8. The artificial marble according to claim 7, wherein the reaction promoter is selected from the group consisting of metal hydroxides, mercaptans, tertiary amines and mixtures thereof.
12. The artificial marble according to claim 11, wherein the metal hydroxide is included in an amount of 0.1 to 5.0 parts by weight based on 100 parts by weight of the acrylic resin syrup.
The artificial marble according to claim 11, wherein the mercaptans are contained in an amount of 0.05 to 2.0 parts by weight based on 100 parts by weight of the acrylic resin syrup.
12. The artificial marble according to claim 11, wherein the tertiary amine is contained in an amount of 0.02 to 2.0 parts by weight based on 100 parts by weight of the acrylic resin syrup.
The artificial marble according to claim 7, wherein the reaction accelerator comprises 0.2 to 3 parts by weight of metal hydroxide and 0.1 to 1.0 part by weight of mercaptans based on 100 parts by weight of the acrylic resin syrup.
8. The artificial marble slurry according to claim 7, wherein the artificial marble slurry consists of ethylene glycol dimethacrylate, propylene glycol dimethacrylate, glycerol trimethacrylate, trimethylpropane trimethacrylate, bisphenol A dimethacrylate, and mixtures thereof.
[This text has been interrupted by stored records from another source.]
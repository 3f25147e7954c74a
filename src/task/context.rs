//! Execution context passed explicitly through a task tree.

use tokio_util::sync::CancellationToken;

/// Cancellation-and-scheduling handle a task runs under.
///
/// The engine does not own scheduling: tasks run on whatever tokio runtime
/// polls `Task::run`. The context carries the cooperative cancellation signal
/// and the nesting depth, and is handed down to every sub-task explicitly.
///
/// # Postcondition of `child_context`
/// `child.depth() == self.depth() + 1` and both share one cancellation token,
/// so cancelling any context in a tree cancels the whole tree.
#[derive(Debug, Clone, Default)]
pub struct TaskContext {
    cancel_token: CancellationToken,
    depth: usize,
}

impl TaskContext {
    /// Create a root context with a fresh cancellation token.
    pub fn new() -> Self {
        Self::default()
    }

    /// Create a root context driven by an existing token (e.g. one owned by
    /// the view that offers the cancel button).
    pub fn with_token(cancel_token: CancellationToken) -> Self {
        Self {
            cancel_token,
            depth: 0,
        }
    }

    /// Create the context a sub-task runs under.
    pub fn child_context(&self) -> Self {
        Self {
            cancel_token: self.cancel_token.clone(),
            depth: self.depth + 1,
        }
    }

    pub fn cancel(&self) {
        self.cancel_token.cancel();
    }

    /// Check if cooperative cancellation was requested.
    pub fn is_cancelled(&self) -> bool {
        self.cancel_token.is_cancelled()
    }

    /// Resolves once cancellation is requested.
    pub async fn cancelled(&self) {
        self.cancel_token.cancelled().await
    }

    pub fn token(&self) -> &CancellationToken {
        &self.cancel_token
    }

    pub fn depth(&self) -> usize {
        self.depth
    }
}
//! The mutable, event-publishing list.
//!
//! # Invariants
//! - Outside a buffer, every successful mutation publishes exactly one
//!   [`ChangeEvent`] describing its delta, plus the resulting snapshot.
//! - With buffering off and no mutation in flight, the last published
//!   snapshot equals the list contents.
//! - A failed precondition leaves the list untouched and publishes nothing.

use std::collections::HashSet;
use std::ops::{Deref, DerefMut};
use std::sync::Arc;

use super::event::ChangeEvent;
use super::view::{ListShared, ListView};

/// Errors for mutations whose target is not in the list.
///
/// These are caller bugs: the caller referred to an element or position that
/// is not currently present.
#[derive(Debug, Clone, PartialEq, Eq, thiserror::Error)]
pub enum ListError {
    #[error("Item is not in the list")]
    ItemNotFound,

    #[error("Index {index} out of bounds for list of length {len}")]
    IndexOutOfBounds { index: usize, len: usize },
}

/// A list that publishes a snapshot stream and a change stream.
///
/// Mutations take `&mut self`: the list has exactly one mutator at a time.
/// Readers go through [`ListView`]s and only ever observe published
/// snapshots, never a half-applied mutation. Dropping the list closes its
/// streams.
pub struct ObservableList<T> {
    items: Vec<T>,
    shared: Arc<ListShared<T>>,
    buffer_depth: usize,
}

impl<T: Clone> ObservableList<T> {
    pub fn new(initial: Vec<T>) -> Self {
        let shared = Arc::new(ListShared::new(Arc::new(initial.clone())));
        Self {
            items: initial,
            shared,
            buffer_depth: 0,
        }
    }

    pub fn view(&self) -> ListView<T> {
        ListView {
            shared: Arc::clone(&self.shared),
        }
    }

    pub fn items(&self) -> &[T] {
        &self.items
    }

    pub fn len(&self) -> usize {
        self.items.len()
    }

    pub fn is_empty(&self) -> bool {
        self.items.is_empty()
    }

    pub fn get(&self, index: usize) -> Option<&T> {
        self.items.get(index)
    }

    pub fn is_buffering(&self) -> bool {
        self.buffer_depth > 0
    }

    fn emit(&self, event: impl FnOnce() -> ChangeEvent<T>) {
        if self.is_buffering() {
            return;
        }
        let event = event();
        tracing::trace!(kind = event.kind(), len = self.items.len(), "List changed");
        self.shared.publish(Arc::new(self.items.clone()), event);
    }

    fn check_index(&self, index: usize) -> Result<(), ListError> {
        if index < self.items.len() {
            Ok(())
        } else {
            Err(ListError::IndexOutOfBounds {
                index,
                len: self.items.len(),
            })
        }
    }

    pub fn add(&mut self, item: T) {
        self.items.push(item.clone());
        self.emit(|| ChangeEvent::Added { item });
    }

    pub fn add_all(&mut self, items: impl IntoIterator<Item = T>) {
        let items: Vec<T> = items.into_iter().collect();
        self.items.extend(items.iter().cloned());
        self.emit(|| ChangeEvent::AddedBulk { items });
    }

    /// Remove and return the element at `index`.
    pub fn remove_at(&mut self, index: usize) -> Result<T, ListError> {
        self.check_index(index)?;
        let item = self.items.remove(index);
        let removed = item.clone();
        self.emit(|| ChangeEvent::Removed {
            index,
            item: removed,
        });
        Ok(item)
    }

    /// Remove every element whose position is in `indices`, in one pass.
    ///
    /// All indices refer to positions before the removal. The event keeps
    /// `indices` in the caller's order and lists the removed elements in list
    /// order. Returns the removed elements in list order.
    pub fn remove_all_at(&mut self, indices: &[usize]) -> Result<Vec<T>, ListError> {
        if let Some(&index) = indices.iter().find(|&&i| i >= self.items.len()) {
            return Err(ListError::IndexOutOfBounds {
                index,
                len: self.items.len(),
            });
        }
        let doomed: HashSet<usize> = indices.iter().copied().collect();
        let (removed, kept): (Vec<_>, Vec<_>) = std::mem::take(&mut self.items)
            .into_iter()
            .enumerate()
            .partition(|(i, _)| doomed.contains(i));
        self.items = kept.into_iter().map(|(_, item)| item).collect();
        let removed: Vec<T> = removed.into_iter().map(|(_, item)| item).collect();

        let event_items = removed.clone();
        self.emit(|| ChangeEvent::RemovedBulk {
            indices: indices.to_vec(),
            items: event_items,
        });
        Ok(removed)
    }

    /// Overwrite the element at `index`, returning the previous one.
    pub fn set(&mut self, index: usize, item: T) -> Result<T, ListError> {
        self.check_index(index)?;
        let prev = std::mem::replace(&mut self.items[index], item.clone());
        let event_prev = prev.clone();
        self.emit(|| ChangeEvent::Set {
            index,
            item,
            prev: event_prev,
        });
        Ok(prev)
    }

    /// Replace the whole contents.
    pub fn set_all(&mut self, items: Vec<T>) {
        let prev = std::mem::replace(&mut self.items, items);
        self.emit(|| ChangeEvent::SetBulk {
            items: self.items.clone(),
            prev,
        });
    }

    /// Start a buffered batch; see [`Buffer`].
    pub fn buffer(&mut self) -> Buffer<'_, T> {
        self.buffer_depth += 1;
        tracing::trace!(depth = self.buffer_depth, "List buffering started");
        Buffer { list: self }
    }

    /// Run `f` as one buffered batch and return its result.
    pub fn buffered<R>(&mut self, f: impl FnOnce(&mut ObservableList<T>) -> R) -> R {
        let mut buffer = self.buffer();
        let result = f(&mut buffer);
        drop(buffer);
        result
    }

    /// Publish the current contents as one `SetBulk` against the last
    /// published snapshot.
    fn flush(&self) {
        let prev = self.shared.last_published();
        tracing::trace!(
            from = prev.len(),
            to = self.items.len(),
            "List buffering flushed"
        );
        self.shared.publish(
            Arc::new(self.items.clone()),
            ChangeEvent::SetBulk {
                items: self.items.clone(),
                prev: prev.as_ref().clone(),
            },
        );
    }
}

impl<T: Clone + PartialEq> ObservableList<T> {
    pub fn contains(&self, item: &T) -> bool {
        self.items.contains(item)
    }

    pub fn position(&self, item: &T) -> Option<usize> {
        self.items.iter().position(|x| x == item)
    }

    /// Remove the first occurrence of `item`.
    pub fn remove_item(&mut self, item: &T) -> Result<(), ListError> {
        let index = self.position(item).ok_or(ListError::ItemNotFound)?;
        self.remove_at(index).map(|_| ())
    }

    /// Remove one occurrence per element of `items`.
    ///
    /// Repeated elements consume distinct occurrences, so removing `[a, a]`
    /// requires `a` to be present twice.
    pub fn remove_all(&mut self, items: &[T]) -> Result<Vec<T>, ListError> {
        let mut indices = Vec::with_capacity(items.len());
        for target in items {
            let index = self
                .items
                .iter()
                .enumerate()
                .position(|(i, x)| x == target && !indices.contains(&i))
                .ok_or(ListError::ItemNotFound)?;
            indices.push(index);
        }
        self.remove_all_at(&indices)
    }

    /// Swap the first occurrence of `source` for `target`.
    pub fn replace(&mut self, source: &T, target: T) -> Result<(), ListError> {
        let index = self.position(source).ok_or(ListError::ItemNotFound)?;
        self.set(index, target).map(|_| ())
    }
}

impl<T> Drop for ObservableList<T> {
    fn drop(&mut self) {
        self.shared.close();
    }
}

impl<T: std::fmt::Debug> std::fmt::Debug for ObservableList<T> {
    fn fmt(&self, f: &mut std::fmt::Formatter<'_>) -> std::fmt::Result {
        f.debug_struct("ObservableList")
            .field("items", &self.items)
            .field("buffer_depth", &self.buffer_depth)
            .finish()
    }
}

/// RAII guard for a buffered batch of mutations.
///
/// While any guard is alive, mutations change the list silently. When the
/// outermost guard drops, including during unwinding, the list publishes a
/// single `SetBulk` from the last published snapshot to the final contents.
/// Nested guards flush once.
pub struct Buffer<'a, T: Clone> {
    list: &'a mut ObservableList<T>,
}

impl<T: Clone> Deref for Buffer<'_, T> {
    type Target = ObservableList<T>;

    fn deref(&self) -> &Self::Target {
        self.list
    }
}

impl<T: Clone> DerefMut for Buffer<'_, T> {
    fn deref_mut(&mut self) -> &mut Self::Target {
        self.list
    }
}

impl<T: Clone> Drop for Buffer<'_, T> {
    fn drop(&mut self) {
        self.list.buffer_depth -= 1;
        if self.list.buffer_depth == 0 {
            self.list.flush();
        }
    }
}
//! Application settings loaded from environment variables.

use std::env;

use super::constants::{DEFAULT_SERVER_HOST, DEFAULT_SERVER_PORT};

/// Application configuration
#[derive(Debug, Clone, PartialEq, Eq)]
pub struct Config {
    pub server_host: String,
    pub server_port: u16,
}

impl Config {
    /// Load configuration from environment variables, reading `.env` first.
    pub fn from_env() -> Self {
        dotenvy::dotenv().ok();

        Self {
            server_host: env::var("SERVER_HOST")
                .unwrap_or_else(|_| DEFAULT_SERVER_HOST.to_string()),
            server_port: env::var("SERVER_PORT")
                .ok()
                .and_then(|v| v.parse().ok())
                .unwrap_or(DEFAULT_SERVER_PORT),
        }
    }

    /// Get the full server address.
    pub fn server_addr(&self) -> String {
        format!("{}:{}", self.server_host, self.server_port)
    }
}

impl Default for Config {
    fn default() -> Self {
        Self {
            server_host: DEFAULT_SERVER_HOST.to_string(),
            server_port: DEFAULT_SERVER_PORT,
        }
    }
}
Artificial marble, characterized in that it comprises more than 0 to 30 parts by weight of the crosslinking agent selected from the group with respect to 100 parts by weight of the acrylic resin syrup.
The artificial marble according to claim 7, wherein the artificial marble slurry further comprises more than 0 to 100 parts by weight of the marble chip with respect to 100 parts by weight of the acrylic resin syrup.